Et lorsqu'enfin il semblait que le bout du tunnel était en vue, le Covid nous est tombé dessus. Et rebelote, l'Etat subventionne à tout va avec de l'argent qu'il n'a pas et qu'il doit donc emprunter. Il est possible à un pays d'assumer deux ou trois crises coup sur coup, s'il part d'une situation financière saine, mais, pour certains pays du Sud, comme l'Italie ou la Grèce, dont la dette dépassait le 100% du PIB en 2007 déjà, il n'y a pas de marge pour les coups durs.
Mais, enfin, jusqu'à présent, tout le monde s'en est plus ou moins sorti grâce aux faibles taux d'intérêts, qui permettaient d'emprunter à très bon marché.
L'inflation
L'inflation se définit comme une augmentation généralisée des prix ou, ce qui revient au même, une diminution de ce que l'on peut acquérir avec un franc ou un euro. Elle intervient généralement lorsque l'économie va bien, que les entreprises paient des salaires, que le chômage est au plus bas et que, comme tout le monde a les poches pleines et la capacité de s'endetter, la demande est plus élevée que l'offre.

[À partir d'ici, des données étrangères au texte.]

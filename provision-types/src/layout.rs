// SPDX-License-Identifier: GPL-3.0-only

//! The storage layout document and its invariants

use std::collections::HashSet;

use serde::{Deserialize, Serialize};
use serde_json::Value;

use crate::{
    AllocationType, FilesystemFormat, FilesystemPlan, GptType, LayoutError, LogicalVolumePlan,
    VolumeGroupPlan,
};

/// Root input of one provisioning run
#[derive(Debug, Clone, Default, PartialEq, Eq, Serialize, Deserialize)]
pub struct StorageLayout {
    #[serde(default)]
    pub disks: Vec<DiskPlan>,

    #[serde(default)]
    pub raids: Vec<RaidPlan>,

    #[serde(default)]
    pub volume_groups: Vec<VolumeGroupPlan>,

    #[serde(default)]
    pub logical_volumes: Vec<LogicalVolumePlan>,

    #[serde(default)]
    pub filesystems: Vec<FilesystemPlan>,
}

/// GPT table to write on one disk
#[derive(Debug, Clone, PartialEq, Eq, Serialize, Deserialize)]
pub struct DiskPlan {
    /// Whole-disk device path (e.g., "/dev/sda")
    pub device: String,

    /// Wipe every existing signature before the table is created
    #[serde(default, alias = "Wipeonreinstall")]
    pub wipe_on_reinstall: bool,

    /// Partitions in table order
    #[serde(default)]
    pub partitions: Vec<PartitionPlan>,
}

/// One GPT partition
#[derive(Debug, Clone, PartialEq, Eq, Serialize, Deserialize)]
pub struct PartitionPlan {
    /// 1-based partition number
    pub number: u32,

    #[serde(default)]
    pub label: String,

    /// Size in MiB; absent, zero or negative consumes the rest of the disk
    #[serde(default)]
    pub size_mib: Option<i64>,

    pub gpt_type: GptType,

    /// Explicit partition GUID
    #[serde(default)]
    pub gpt_guid: Option<String>,
}

impl PartitionPlan {
    pub fn is_rest_of_disk(&self) -> bool {
        self.size_mib.is_none_or(|size| size <= 0)
    }

    /// End offset as understood by `sgdisk --new`, "0" being the end of the disk
    pub fn size_argument(&self) -> String {
        match self.size_mib {
            Some(size) if size > 0 => format!("{size}M"),
            _ => "0".to_string(),
        }
    }
}

/// Software RAID array to assemble
#[derive(Debug, Clone, PartialEq, Eq, Serialize, Deserialize)]
pub struct RaidPlan {
    /// Array device name (e.g., "/dev/md0")
    pub name: String,

    /// RAID level as mdadm understands it ("0", "1", "5", ...)
    pub level: String,

    /// Member devices; the last `spares` of them become hot spares
    pub devices: Vec<String>,

    #[serde(default)]
    pub spares: usize,

    /// Additional mdadm flags forwarded verbatim
    #[serde(default)]
    pub options: Vec<String>,
}

impl RaidPlan {
    /// Number of active members, the value of `--raid-devices`
    pub fn active_devices(&self) -> usize {
        self.devices.len().saturating_sub(self.spares)
    }
}

impl StorageLayout {
    pub fn from_toml_str(input: &str) -> Result<Self, LayoutError> {
        let document: Value =
            toml::from_str(input).map_err(|error| LayoutError::Parse(error.to_string()))?;
        Self::from_document(document)
    }

    pub fn from_json_str(input: &str) -> Result<Self, LayoutError> {
        let document: Value =
            serde_json::from_str(input).map_err(|error| LayoutError::Parse(error.to_string()))?;
        Self::from_document(document)
    }

    /// Closed-enum fields go through their own parsers first, so an unknown
    /// value keeps its typed error instead of becoming a parse failure.
    fn from_document(document: Value) -> Result<Self, LayoutError> {
        check_enum_fields(&document)?;
        serde_json::from_value(document).map_err(|error| LayoutError::Parse(error.to_string()))
    }

    /// Check the invariants every stage relies on.
    pub fn validate(&self) -> Result<(), LayoutError> {
        for disk in &self.disks {
            validate_disk(disk)?;
        }

        for raid in &self.raids {
            if raid.devices.is_empty() {
                return Err(LayoutError::RaidWithoutMembers {
                    name: raid.name.clone(),
                });
            }
            if raid.spares >= raid.devices.len() {
                return Err(LayoutError::TooManySpares {
                    name: raid.name.clone(),
                    spares: raid.spares,
                    members: raid.devices.len(),
                });
            }
        }

        let mut group_names = HashSet::new();
        for vg in &self.volume_groups {
            if !group_names.insert(vg.name.as_str()) {
                return Err(LayoutError::DuplicateVolumeGroup {
                    name: vg.name.clone(),
                });
            }
            if vg.devices.is_empty() {
                return Err(LayoutError::VolumeGroupWithoutMembers {
                    name: vg.name.clone(),
                });
            }
        }

        // Groups not declared here may already exist on disk, so only the
        // empty name is an error.
        for lv in &self.logical_volumes {
            if lv.volume_group.is_empty() {
                return Err(LayoutError::MissingVolumeGroup {
                    name: lv.name.clone(),
                });
            }
        }

        for fs in &self.filesystems {
            if fs.device.is_empty() {
                return Err(LayoutError::MissingFilesystemDevice {
                    mount_path: fs.mount_path.clone(),
                });
            }
        }

        Ok(())
    }
}

fn validate_disk(disk: &DiskPlan) -> Result<(), LayoutError> {
    if disk.device.is_empty() {
        return Err(LayoutError::EmptyDiskDevice);
    }

    let mut numbers = HashSet::new();
    let last = disk.partitions.len().saturating_sub(1);

    for (index, partition) in disk.partitions.iter().enumerate() {
        if partition.number == 0 {
            return Err(LayoutError::InvalidPartitionNumber {
                device: disk.device.clone(),
                number: partition.number,
            });
        }
        if !numbers.insert(partition.number) {
            return Err(LayoutError::DuplicatePartitionNumber {
                device: disk.device.clone(),
                number: partition.number,
            });
        }
        if partition.is_rest_of_disk() && index != last {
            return Err(LayoutError::RestOfDiskNotLast {
                device: disk.device.clone(),
                number: partition.number,
            });
        }
        if let Some(guid) = &partition.gpt_guid
            && uuid::Uuid::parse_str(guid).is_err()
        {
            return Err(LayoutError::InvalidGuid {
                device: disk.device.clone(),
                number: partition.number,
                guid: guid.clone(),
            });
        }
    }

    Ok(())
}

fn entries<'a>(value: &'a Value, key: &str) -> impl Iterator<Item = &'a Value> {
    value.get(key).and_then(Value::as_array).into_iter().flatten()
}

fn string_field<'a>(value: &'a Value, key: &str) -> Option<&'a str> {
    value.get(key).and_then(Value::as_str)
}

fn check_enum_fields(document: &Value) -> Result<(), LayoutError> {
    for filesystem in entries(document, "filesystems") {
        if let Some(format) = string_field(filesystem, "format") {
            format.parse::<FilesystemFormat>()?;
        }
    }

    for volume in entries(document, "logical_volumes") {
        if let Some(allocation) = string_field(volume, "allocation") {
            allocation.parse::<AllocationType>()?;
        }
    }

    for disk in entries(document, "disks") {
        for partition in entries(disk, "partitions") {
            if let Some(gpt_type) = string_field(partition, "gpt_type") {
                gpt_type.parse::<GptType>()?;
            }
        }
    }

    Ok(())
}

Or nous vivons actuellement une inflation qui ne répond pas à ce schéma. Certes, les prix augmentent en raison d'une demande plus élevée que l'offre, mais pas principalement à cause d'une hausse de la demande. C'est l'offre qui pose un problème, essentiellement pour trois raisons: d'une part, le coût de l'énergie atteint des sommets, ce qui est reflété dans le prix du produit fini. D'autre part, la Chine, à dessein ou non, ne produit pas en quantités suffisantes les composants nécessaires à la production d'innombrables produits. Et, enfin, la guerre empêche l'exportation des milliers de tonnes de blé que l'Ukraine produit.
Comme nous le mentionnions dans un précédent article1, la hausse des taux directeurs est un des outils dont disposent les banques centrales pour freiner l'inflation. Lorsque les taux des crédits augmentent, la demande diminue et l'inflation se réduit. Mais cette méthode n'est efficace que dans la situation d'un excès de demande et non dans le cas qui nous occupe. Des taux plus élevés ne vont pas provoquer une amélioration de l'offre ni diminuer significativement la demande.
Voilà des années que les taux directeurs sont à zéro, dans l'espoir de réactiver l'économie et d'encourager la consommation, sans résultat probant. De là à dire qu'il faut remettre en question le modèle, il n'y a qu'un pas.
Une inflation importante réduit la valeur de l'actif et du passif. Si vous avez de l'épargne, il faut la dépenser car elle vaudra moins demain. Mais si vous avez des dettes, vous êtes contents, car elles représenteront un montant moindre également. Encore faudrait-il que les entreprises augmentent les salaires en proportion, ce qui n'est pas certain, vu que ce ne sont pas les bénéfices qui augmentent mais les coûts de production.
Ce dont on peut être à peu près sûr, c'est que les Etats ne vont pas se serrer la ceinture et que c'est le contribuable qui passera à la caisse pour compenser le surendettement. Encore une chose qui ne va pas contribuer à favoriser la consommation.